At her funeral service, the church was as full as he’d ever seen it. A speaker asked her students to rise. Don says 100 people stood up.

The same minister who married them also buried her.

“We knew it was coming. For a long time. It’s not like it caught us by surprise,” Don says.

Did he ever picture her funeral before she passed away?

“Not really.”

He lives just five minutes away from the cemetery. He says he didn’t even know it existed before his wife died. He did not plan to come here every day. It just happened. When it did, that was when the grief hit. “I missed her. I missed her really deeply. I still do,” Don says.

It’s been a year and a half now.

He says he doesn’t know if heaven exists. But if there is heaven, he says, then she’s there. In front of her grave, he stretches his hands upwards. He says on her last day, when Ashley and Don laid on either side of her, she would reach like that. “It’s like she was looking to where she was going next. Who knows.”

He doesn’t think about whether she’s here or not, Don says. When he sits here, on his checkered lawn chair, he sees pictures of her living. How she wears a Santa hat and decorates the house. How she dances around the room to her favorite music, Aretha Franklin, Dolly Parton.

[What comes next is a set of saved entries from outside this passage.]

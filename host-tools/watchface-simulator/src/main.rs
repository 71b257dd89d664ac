//! Runs the watchface against a simulated host: the local wall clock
//! provides minute ticks, and the keyboard stands in for the battery
//! service (B steps the charge level, C toggles charging).

use chrono::{DateTime, Local, NaiveDateTime, Timelike};
use embedded_graphics_simulator::{
    sdl2::Keycode, OutputSettingsBuilder, SimulatorDisplay, SimulatorEvent, Window,
};
use std::{thread, time::Duration};
use watchface_common::{
    display::{self, PixelFormat, BACKGROUND_COLOR},
    BatterySource, BatteryState, SystemTimeExt,
};
use watchface_graphics::session;

const SIMULATOR_SCALE: u32 = 2;

const FRAME_INTERVAL: Duration = Duration::from_millis(20);

fn main() -> Result<(), core::convert::Infallible> {
    let mut display =
        SimulatorDisplay::<PixelFormat>::with_default_color(display::SIZE, BACKGROUND_COLOR);
    let output_settings = OutputSettingsBuilder::new().scale(SIMULATOR_SCALE).build();
    let mut window = Window::new("Watchface Simulator", &output_settings);

    let mut sim_clock = SimClock::default();
    let mut sim_battery = SimBattery::default();

    let mut session =
        session::start(&mut display, &sim_clock, &sim_battery).expect("watchface startup failed");
    let mut last_minute = sim_clock.dt.time().minute();

    'running: loop {
        window.update(&display);

        sim_clock.update();
        let minute = sim_clock.dt.time().minute();
        if minute != last_minute {
            last_minute = minute;
            session
                .handle_tick(&sim_clock.dt)
                .expect("time label update failed");
        }

        for event in window.events() {
            match event {
                SimulatorEvent::Quit => break 'running,
                SimulatorEvent::KeyDown {
                    keycode,
                    keymod: _,
                    repeat,
                } => {
                    if !repeat {
                        match keycode {
                            Keycode::B => {
                                sim_battery.percent += 10;
                                if sim_battery.percent > 100 {
                                    sim_battery.percent = 0;
                                }
                                println!("Battery {} %", sim_battery.percent);
                            }
                            Keycode::C => {
                                sim_battery.charging = !sim_battery.charging;
                                println!("Charging {}", sim_battery.charging);
                            }
                            _ => continue,
                        }
                        session
                            .handle_battery(sim_battery.battery_state())
                            .expect("battery label update failed");
                    }
                }
                _ => {}
            }
        }

        if session.needs_refresh() {
            session.refresh(&mut display)?;
        }

        thread::sleep(FRAME_INTERVAL);
    }

    session.stop(&mut display)?;
    Ok(())
}

pub struct SimClock {
    pub dt: NaiveDateTime,
}

impl Default for SimClock {
    fn default() -> Self {
        let mut sc = SimClock {
            dt: NaiveDateTime::from_timestamp(0, 0),
        };
        sc.update();
        sc
    }
}

impl SimClock {
    pub fn update(&mut self) {
        let now: DateTime<Local> = Local::now();
        self.dt = now.naive_local();
    }
}

impl SystemTimeExt for SimClock {
    fn date_time(&self) -> &NaiveDateTime {
        &self.dt
    }
}

pub struct SimBattery {
    pub charging: bool,
    pub percent: i16,
}

impl Default for SimBattery {
    fn default() -> Self {
        SimBattery {
            charging: false,
            percent: 100,
        }
    }
}

impl BatterySource for SimBattery {
    fn battery_state(&self) -> BatteryState {
        BatteryState::new(self.percent, self.charging)
    }
}
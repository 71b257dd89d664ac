use crate::hal::{
    clocks::LFCLK_FREQ,
    pac::WDT,
    wdt::{self, Parts, Watchdog as HalWatchdog, WatchdogHandle},
};
use rtic::time::duration::Milliseconds;
use rtt_target::rprintln;

pub struct Watchdog {
    handle: WatchdogHandle<wdt::handles::Hdl0>,
}

impl Watchdog {
    /// Timeout, in 32.768 kHz ticks.
    pub const PERIOD: u32 = 3 * LFCLK_FREQ;

    pub const PET_INTERVAL: Milliseconds<u32> = Milliseconds(500);

    pub fn new(wdt: WDT) -> Self {
        // In case the watchdog is already running, just spin and let it expire, since
        // we can't configure it anyway. This usually happens when we first program
        // the device and the watchdog was previously active
        let (handle,) = match HalWatchdog::try_new(wdt) {
            Ok(mut watchdog) => {
                watchdog.set_lfosc_ticks(Self::PERIOD);
                let Parts {
                    watchdog: _watchdog,
                    mut handles,
                } = watchdog.activate::<wdt::count::One>();
                handles.0.pet();
                handles
            }
            Err(wdt) => match HalWatchdog::try_recover::<wdt::count::One>(wdt) {
                Ok(Parts { mut handles, .. }) => {
                    rprintln!("Watchdog already active, recovering");
                    handles.0.pet();
                    handles
                }
                Err(_wdt) => {
                    rprintln!("Watchdog already set, can't recover, resetting");
                    loop {
                        cortex_m::asm::nop();
                    }
                }
            },
        };
        Watchdog { handle }
    }

    pub fn pet(&mut self) {
        self.handle.pet();
    }
}
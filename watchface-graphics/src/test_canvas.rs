//! A pixel-recording draw target large enough for full-face paints, for
//! host tests only.

use std::collections::HashMap;
use std::convert::Infallible;
use watchface_common::display::{self, PixelFormat};
use watchface_common::embedded_graphics::{
    draw_target::DrawTarget,
    geometry::{OriginDimensions, Size},
    Pixel,
};

pub struct TestCanvas {
    pixels: HashMap<(i32, i32), PixelFormat>,
}

impl TestCanvas {
    pub fn new() -> Self {
        TestCanvas {
            pixels: HashMap::new(),
        }
    }

    pub fn pixel(&self, x: i32, y: i32) -> Option<PixelFormat> {
        self.pixels.get(&(x, y)).copied()
    }

    /// Number of pixels written since creation.
    pub fn touched(&self) -> usize {
        self.pixels.len()
    }

    pub fn all_background(&self) -> bool {
        self.pixels
            .values()
            .all(|color| *color == display::BACKGROUND_COLOR)
    }
}

impl OriginDimensions for TestCanvas {
    fn size(&self) -> Size {
        display::SIZE
    }
}

impl DrawTarget for TestCanvas {
    type Color = PixelFormat;
    type Error = Infallible;

    fn draw_iter<I>(&mut self, pixels: I) -> Result<(), Self::Error>
    where
        I: IntoIterator<Item = Pixel<Self::Color>>,
    {
        for Pixel(point, color) in pixels {
            if point.x >= 0
                && point.y >= 0
                && (point.x as u32) < display::SIZE.width
                && (point.y as u32) < display::SIZE.height
            {
                self.pixels.insert((point.x, point.y), color);
            }
        }
        Ok(())
    }
}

Sometimes he would hear a song and then remember that it was one she liked a lot.

Don says: “You don’t get over grief. You just get through it. You will always feel some grief and caring. I believe grief is important. But it can also ruin your life. People can wallow in it forever. You need to take action.”

He goes biking. He goes to the gym. And at some point, he registered on eHarmony, to not be alone anymore. He has a new girlfriend now.

At the cemetery, he talks to his wife. He sees her as his guardian angel. So he asked her if she approved.

What did she say?

“Well, she did not say no,” he says. “So I assume she means yes.” Then he laughs again, that pat-on-the-back laugh. Before he leaves, before he folds his checkered lawn chair, he always speaks the same words to his wife.

“I’ll be here to lay down beside you.”

“But,” Don says. “I am not in a big hurry.” He drives off in his green truck.